Из заросших лесных расселин тянуло приятной сыростью.
Иногда жаркие лучи солнца пробивались сквозь буковую листву и скользили по лицу прапорщика, заставляя его жмуриться.
Здесь было так тихо и мирно, что даже сравнительно недалекий грохот боя уже не казался таким грозным, и Петя испытывал упоительное чувство безопасности.
Иногда двуколка пересекала поляны, поросшие перезревшей травой. Тогда вокруг слышался сухой треск кузнечиков. Он вызывал в Петином воображении картину степной ночи, когда на громадном пространстве как бы рассыпаны мириады крошечных косцов, дружно продолжающих какую-то свою косовицу, начатую еще днем.
Давно не слышал Петя вокруг себя этих мирных, убаюкивающих звуков.
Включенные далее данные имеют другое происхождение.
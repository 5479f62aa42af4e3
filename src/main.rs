//! discord-moderation - Discord bridge for Teeworlds server moderation
//!
//! Consumes game server events from the message broker, posts them into the
//! Discord channel linked to each server, and turns messages written in a
//! linked channel into command requests for that server.

mod bridge;
mod bus;
mod common;
mod config;
mod discord;
mod processors;
mod vpn;

use std::sync::Arc;

use anyhow::Result;
use tokio::signal;
use tracing::{error, info, warn};

use bridge::{LinkRegistry, Service, Shutdown};
use bus::amqp::AmqpBus;
use bus::{BusPublisher, BROADCAST_TOPIC};
use common::messages::tags;
use common::AppError;
use config::{env::get_config_path, load_and_validate, load_links_file, parse_duration, save_links_file, Config};
use discord::client::{build_client, build_http, run_gateway};
use discord::{BotCommands, ChatSink, DiscordHandler, SerenityChat};
use processors::discord_log::DiscordLog;
use processors::vpn::VpnDetector;
use vpn::{BanPolicy, BanRequester, Ingestor, MemoryRangeStore, RangeStore};

#[tokio::main]
async fn main() -> Result<()> {
    // Initialize logging
    tracing_subscriber::fmt()
        .with_env_filter(
            tracing_subscriber::EnvFilter::from_default_env()
                .add_directive(tracing::Level::INFO.into()),
        )
        .init();

    info!("discord-moderation v{} starting...", env!("CARGO_PKG_VERSION"));

    // Load configuration
    let config_path = get_config_path();
    info!("Loading configuration from {}...", config_path);

    let config = load_and_validate(&config_path).map_err(|e| {
        error!("Failed to load configuration: {}", e);
        e
    })?;

    let modules = config.modules.enabled();
    info!("Configuration loaded successfully");
    info!("  Broker: {}", config.broker.address);
    info!("  Queue: {}", config.broker.queue);
    info!(
        "  Modules: {}",
        modules.iter().map(|m| m.name()).collect::<Vec<_>>().join(", ")
    );

    let registry = Arc::new(build_registry(&config)?);
    info!("Loaded {} links", registry.len());

    // The range store must be complete before any join event is checked.
    let store = if config.modules.vpn_detection {
        Some(open_store(&config).await?)
    } else {
        None
    };

    // ============================================================
    // Broker
    // ============================================================
    let bus = Arc::new(AmqpBus::connect(&config.broker).await?);
    let mut exchanges: Vec<&str> = tags::CONSUMED.to_vec();
    exchanges.push(BROADCAST_TOPIC);
    bus.declare_and_bind(&config.broker.queue, &exchanges)
        .await
        .map_err(AppError::from)?;

    // ============================================================
    // Service and processors
    // ============================================================
    let shutdown = Shutdown::new();
    let chat: Arc<dyn ChatSink> = Arc::new(SerenityChat::new(Arc::new(build_http(&config.discord.token)?)));
    let publisher: Arc<dyn BusPublisher> = bus.clone();
    let service = Arc::new(Service::new(registry.clone(), chat.clone(), publisher.clone(), shutdown.clone()));

    if config.modules.discord_logging {
        service.add_event_processor(Arc::new(DiscordLog::new(
            chat.clone(),
            config.discord.skip_join_leave,
            config.discord.skip_whisper,
        )));
    }
    if let Some(store) = &store {
        let policy = BanPolicy {
            command: config.vpn.ban_command.clone(),
            duration: parse_duration(&config.vpn.ban_duration)?,
            broadcast: config.vpn.broadcast_bans,
        };
        let store: Arc<dyn RangeStore> = store.clone();
        service.add_event_processor(Arc::new(VpnDetector::new(
            store,
            BanRequester::new(policy, publisher.clone()),
        )));
    }
    info!("Event processors: {}", service.processor_names().join(", "));

    // ============================================================
    // Discord
    // ============================================================
    let handler = DiscordHandler::new(service.clone(), BotCommands::new(service.clone(), modules));
    let client = build_client(&config.discord.token, handler).await?;

    service.start(bus.as_ref(), &config.broker.queue).await?;

    let mut discord_task = tokio::spawn(run_gateway(client, shutdown.subscribe()));

    tokio::select! {
        biased;
        _ = shutdown_signal() => info!("Shutdown signal received - stopping..."),
        _ = &mut discord_task => warn!("Discord client stopped, shutting down"),
    }

    // ============================================================
    // Graceful shutdown
    // ============================================================
    service.shutdown().await;
    if !discord_task.is_finished() {
        if let Err(e) = discord_task.await {
            warn!("Discord task panicked: {}", e);
        }
    }

    if let Some(store) = store {
        if let Err(e) = store.close().await {
            error!("Failed to save IP range store: {}", e);
        }
    }
    if let Some(path) = &config.discord.links_file {
        match save_links_file(path, &registry.snapshot()) {
            Ok(()) => info!("Saved {} links to {}", registry.len(), path),
            Err(e) => error!("Failed to save links: {}", e),
        }
    }
    bus.close().await;

    info!("Exiting...");
    Ok(())
}

/// Seed the registry from the links file and the configured links.
fn build_registry(config: &Config) -> Result<LinkRegistry> {
    let mut links = match &config.discord.links_file {
        Some(path) => load_links_file(path)?,
        None => Vec::new(),
    };
    for link in &config.discord.links {
        if !links.contains(link) {
            links.push(link.clone());
        }
    }

    let registry = LinkRegistry::from_links(links.iter().map(|l| (l.address.as_str(), l.channel)))
        .map_err(|e| AppError::StartupFatal {
            message: format!("invalid links: {}", e),
        })?;
    Ok(registry)
}

/// Open the range store and ingest the blacklist and whitelist folders.
async fn open_store(config: &Config) -> Result<Arc<MemoryRangeStore>> {
    let store = Arc::new(
        MemoryRangeStore::open(&config.vpn.store_file)
            .await
            .map_err(AppError::from)?,
    );
    info!("Opened IP range store with {} ranges", store.len());

    let ingestor = Ingestor::new(store.clone(), config.vpn.ban_reason.clone());
    let report = ingestor
        .run(&config.vpn.blacklist_root(), &config.vpn.whitelist_root())
        .await
        .map_err(AppError::from)?;
    info!(
        "Ingested {} files ({} unchanged, {} failed): {} ranges added, {} removed",
        report.files_ingested,
        report.files_unchanged,
        report.files_failed,
        report.ranges_inserted,
        report.ranges_removed
    );

    if let Err(e) = store.flush().await {
        warn!("Failed to save IP range store: {}", e);
    }
    Ok(store)
}

async fn shutdown_signal() {
    let ctrl_c = async {
        signal::ctrl_c()
            .await
            .expect("Failed to install Ctrl+C handler");
    };

    #[cfg(unix)]
    let terminate = async {
        signal::unix::signal(signal::unix::SignalKind::terminate())
            .expect("Failed to install SIGTERM handler")
            .recv()
            .await;
    };

    #[cfg(not(unix))]
    let terminate = std::future::pending::<()>();

    tokio::select! {
        _ = ctrl_c => info!("Received Ctrl+C"),
        _ = terminate => info!("Received SIGTERM"),
    }
}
— Слышь, Чабан, — не открывая глаз, спросил он. — Что это такое?
Чабан не понял, о чем его спрашивают. Ему даже показалось, что его офицер бредит. Он с испугом посмотрел на Петю.
— Чего изволите? — спросил он жалостливым, бабьим голосом.
— Я говорю, это что, сверчки, что ли? — повторил Петя. — Или, может быть, у меня шумит в ушах?
— Так точно, — еще более жалобно ответил Чабан. — Це у вас в ушах шумит.
Петя прислушался.
— Да нет же, это не в ушах. Неужели ты ничего не слышишь?
Чабан с недоумением посмотрел на своего офицера и стал прислушиваться.
— Ну? Ничего не слышишь? — спросил Петя с тревогой.
— Слышу, — ответил Чабан.
— Что же ты слышишь?
— Слышу цвиркунов. А никаких сверчков не слышу.
— Ну, так цвиркуны — это и есть то же самое, что по-русски сверчки! — Петя сказал с облегчением, потому что и сам было испугался, не начинаются ли у него галлюцинации слуха.
Несколько раз Петя засыпал и просыпался от толчков двуколки.
К вечеру его привезли на какой-то эвакопункт и положили на нары в офицерском бараке, который, в сущности, ничем не отличался от солдатского и был переполнен ранеными, свезенными сюда со всей армии.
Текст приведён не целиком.